As a 501(c)(3) nonprofit organization, Californians for Fiscal Responsibility is not required by law to disclose its individual contributors. Such organizations have to file annual reports detailing their aggregate fundraising and expenditures, but because state records show the group only incorporated late last year, its first report will not be due for months.
Because of its nonprofit status, the organization faces restrictions (PDF) in how it can lobby government (thanks to Ken Larsen at the California Association of Nonprofits for pointing this out.). Its sister group, California Pension Reform, has no such restrictions and is pushing several proposals to lawmakers. Fritz said the two groups do not coordinate now that they have split into distinct nonprofit and political advocacy organizations, but some critics have voiced other concerns.
It is not unusual for nonprofit donors to request anonymity. California Watch and its parent organization, the Center for Investigative Reporting, are similarly classified as nonprofit groups and at times accept anonymous contributions, though the organizations list a majority of their donors, including their primary funders, on their websites.
Pension reform has become a popular cause this year for donors on both ends of the political spectrum. Everyone from tech investors and donors to Barack Obama to the conservative Koch brothers have been throwing down money and clout in the effort to rework the public pension system.
Advocates in California have gained traction this year, as large public pension obligations have come into focus in the context of state budget crises here and elsewhere. The issue has already inspired several reform proposals in California, along with several local measures.
A statewide Field Poll released earlier this month shows strong support for pension reform, even among Democrats, who are typically perceived as being union-friendly. The poll found that 42 percent of Californians now believe that public pensions are too generous, up from 32 percent in late 2009.
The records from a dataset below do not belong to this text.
//! Resolver (C8): turns a model id, an `ApiKey`, and a `FallbackPolicy` into an ordered,
//! de-duplicated candidate provider list.
//!
//! Generalizes `routing.rs`'s `Router`/`RoutingStrategy`/EWMA stats from "pick one provider
//! out of the whole configured set" to "order the providers a `FallbackPolicy` names for one
//! model, filtered by the key's allow-lists and each provider's `enabled` flag."

use std::sync::atomic::{AtomicUsize, Ordering};

use dashmap::DashMap;
use rand::seq::SliceRandom;
use serde::{Deserialize, Serialize};

use crate::api_key::ApiKey;
use crate::metrics::MetricsSink;
use crate::provider::{HealthState, Provider};

#[derive(Debug, Clone, Copy, Serialize, Deserialize, Default, PartialEq, Eq)]
#[serde(rename_all = "snake_case")]
pub enum FallbackStrategy {
    None,
    #[default]
    Priority,
    RoundRobin,
    Random,
    HealthBased,
}

#[derive(Debug, Clone, Serialize, Deserialize)]
pub struct FallbackPolicy {
    pub strategy: FallbackStrategy,
    pub provider_ids: Vec<String>,
    pub max_attempts: u32,
    #[serde(with = "crate::common::duration_serde")]
    pub retry_delay: std::time::Duration,
    pub enabled: bool,
}

impl FallbackPolicy {
    /// The default when a model has no explicit policy: priority order over every provider
    /// serving the model, sorted by registered priority ascending.
    pub fn default_for(provider_ids: Vec<String>) -> Self {
        Self {
            strategy: FallbackStrategy::Priority,
            provider_ids,
            max_attempts: 3,
            retry_delay: std::time::Duration::ZERO,
            enabled: true,
        }
    }
}

const MAX_ATTEMPTS_CEILING: usize = 10;

pub struct Resolver {
    round_robin_cursors: DashMap<String, AtomicUsize>,
    metrics: std::sync::Arc<MetricsSink>,
}

impl Resolver {
    pub fn new(metrics: std::sync::Arc<MetricsSink>) -> Self {
        Self {
            round_robin_cursors: DashMap::new(),
            metrics,
        }
    }

    /// Produce the ordered candidate list for one dispatch.
    pub fn resolve(
        &self,
        dyad_model_id: &str,
        key: &ApiKey,
        policy: &FallbackPolicy,
        mut providers: Vec<Provider>,
    ) -> Vec<Provider> {
        providers.retain(|p| {
            p.enabled
                && policy.provider_ids.iter().any(|id| id == &p.id)
                && key.may_use_provider(&p.id)
                && key.may_use_model(dyad_model_id)
        });

        if !policy.enabled || policy.strategy == FallbackStrategy::None {
            providers.truncate(1);
            return providers;
        }

        match policy.strategy {
            FallbackStrategy::Priority => providers.sort_by_key(|p| p.priority),
            FallbackStrategy::RoundRobin => self.order_round_robin(dyad_model_id, &mut providers),
            FallbackStrategy::Random => providers.shuffle(&mut rand::thread_rng()),
            FallbackStrategy::HealthBased => self.order_health_based(&mut providers),
            FallbackStrategy::None => unreachable!(),
        }

        let cap = (policy.max_attempts as usize).clamp(1, MAX_ATTEMPTS_CEILING);
        providers.truncate(cap);
        providers
    }

    fn order_round_robin(&self, dyad_model_id: &str, providers: &mut [Provider]) {
        if providers.is_empty() {
            return;
        }
        let cursor = self
            .round_robin_cursors
            .entry(dyad_model_id.to_string())
            .or_insert_with(|| AtomicUsize::new(0));
        let offset = cursor.fetch_add(1, Ordering::SeqCst) % providers.len();
        providers.rotate_left(offset);
    }

    /// Orders by descending 1-minute EWMA success rate among providers reporting healthy;
    /// degrades to priority order when none are healthy, per spec §9's fixed window.
    fn order_health_based(&self, providers: &mut [Provider]) {
        let healthy_count = providers
            .iter()
            .filter(|p| p.health_status.state == HealthState::Healthy)
            .count();
        if healthy_count == 0 {
            providers.sort_by_key(|p| p.priority);
            return;
        }
        providers.sort_by(|a, b| {
            let a_healthy = a.health_status.state == HealthState::Healthy;
            let b_healthy = b.health_status.state == HealthState::Healthy;
            match (a_healthy, b_healthy) {
                (true, false) => std::cmp::Ordering::Less,
                (false, true) => std::cmp::Ordering::Greater,
                _ => {
                    let a_rate = self.metrics.success_rate_1m(&a.id);
                    let b_rate = self.metrics.success_rate_1m(&b.id);
                    b_rate.partial_cmp(&a_rate).unwrap_or(std::cmp::Ordering::Equal)
                }
            }
        });
    }
}

#[cfg(test)]
mod tests {
    use super::*;
    use crate::provider::{AdapterConfig, HealthStatus};
    use std::collections::HashSet;

    fn provider(id: &str, priority: u32, health: HealthState) -> Provider {
        Provider {
            id: id.to_string(),
            slug: id.to_string(),
            name: id.to_string(),
            enabled: true,
            adapter: AdapterConfig::Proxy {
                proxy_url: "http://localhost".to_string(),
                header_rewrites: Default::default(),
                remove_headers: vec![],
                timeout: std::time::Duration::from_secs(10),
            },
            models: vec![],
            credential_refs: vec![],
            rate_limit_hints: None,
            priority,
            health_status: HealthStatus {
                state: health,
                last_checked: None,
                reason: None,
            },
        }
    }

    fn key() -> ApiKey {
        ApiKey {
            id: "k".to_string(),
            prefix: "abcdefgh".to_string(),
            hash: "h".to_string(),
            user_id: "u".to_string(),
            enabled: true,
            permissions: HashSet::new(),
            allowed_models: None,
            allowed_providers: None,
            rate_limits: crate::api_key::RateLimits {
                requests_per_minute: 10,
                requests_per_day: 10,
                tokens_per_minute: 10,
                tokens_per_day: 10,
            },
            usage: Default::default(),
            expires_at: None,
        }
    }

    #[test]
    fn priority_orders_ascending() {
        let metrics = std::sync::Arc::new(MetricsSink::new());
        let resolver = Resolver::new(metrics);
        let providers = vec![
            provider("p2", 2, HealthState::Unknown),
            provider("p1", 1, HealthState::Unknown),
        ];
        let policy = FallbackPolicy::default_for(vec!["p1".to_string(), "p2".to_string()]);
        let out = resolver.resolve("m", &key(), &policy, providers);
        assert_eq!(out[0].id, "p1");
        assert_eq!(out[1].id, "p2");
    }

    #[test]
    fn disabled_providers_are_excluded() {
        let metrics = std::sync::Arc::new(MetricsSink::new());
        let resolver = Resolver::new(metrics);
        let mut p2 = provider("p2", 2, HealthState::Unknown);
        p2.enabled = false;
        let providers = vec![provider("p1", 1, HealthState::Unknown), p2];
        let policy = FallbackPolicy::default_for(vec!["p1".to_string(), "p2".to_string()]);
        let out = resolver.resolve("m", &key(), &policy, providers);
        assert_eq!(out.len(), 1);
        assert_eq!(out[0].id, "p1");
    }

    #[test]
    fn none_strategy_yields_single_candidate() {
        let metrics = std::sync::Arc::new(MetricsSink::new());
        let resolver = Resolver::new(metrics);
        let providers = vec![
            provider("p1", 1, HealthState::Unknown),
            provider("p2", 2, HealthState::Unknown),
        ];
        let policy = FallbackPolicy {
            strategy: FallbackStrategy::None,
            provider_ids: vec!["p1".to_string(), "p2".to_string()],
            max_attempts: 3,
            retry_delay: std::time::Duration::ZERO,
            enabled: true,
        };
        let out = resolver.resolve("m", &key(), &policy, providers);
        assert_eq!(out.len(), 1);
    }

    #[test]
    fn health_based_degrades_to_priority_when_none_healthy() {
        let metrics = std::sync::Arc::new(MetricsSink::new());
        let resolver = Resolver::new(metrics);
        let providers = vec![
            provider("p2", 2, HealthState::Unhealthy),
            provider("p1", 1, HealthState::Unhealthy),
        ];
        let policy = FallbackPolicy {
            strategy: FallbackStrategy::HealthBased,
            provider_ids: vec!["p1".to_string(), "p2".to_string()],
            max_attempts: 3,
            retry_delay: std::time::Duration::ZERO,
            enabled: true,
        };
        let out = resolver.resolve("m", &key(), &policy, providers);
        assert_eq!(out[0].id, "p1");
    }

    #[test]
    fn max_attempts_is_capped_at_ten() {
        let metrics = std::sync::Arc::new(MetricsSink::new());
        let resolver = Resolver::new(metrics);
        let ids: Vec<String> = (0..15).map(|i| format!("p{i}")).collect();
        let providers: Vec<Provider> = ids
            .iter()
            .enumerate()
            .map(|(i, id)| provider(id, i as u32, HealthState::Unknown))
            .collect();
        let policy = FallbackPolicy {
            strategy: FallbackStrategy::Priority,
            provider_ids: ids,
            max_attempts: 50,
            retry_delay: std::time::Duration::ZERO,
            enabled: true,
        };
        let out = resolver.resolve("m", &key(), &policy, providers);
        assert_eq!(out.len(), 10);
    }
}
The poll also found that Californians support a 401(k)-style plan for new public employees, as opposed to the classic defined benefit system currently in place. A report [PDF] by the Little Hoover Commission supported that idea as well, calling for a hybrid plan that uses elements of defined benefit and defined contribution plans.
Story courtesy of our media partners at California Watch (A Project of the Center for Investigative Reporting)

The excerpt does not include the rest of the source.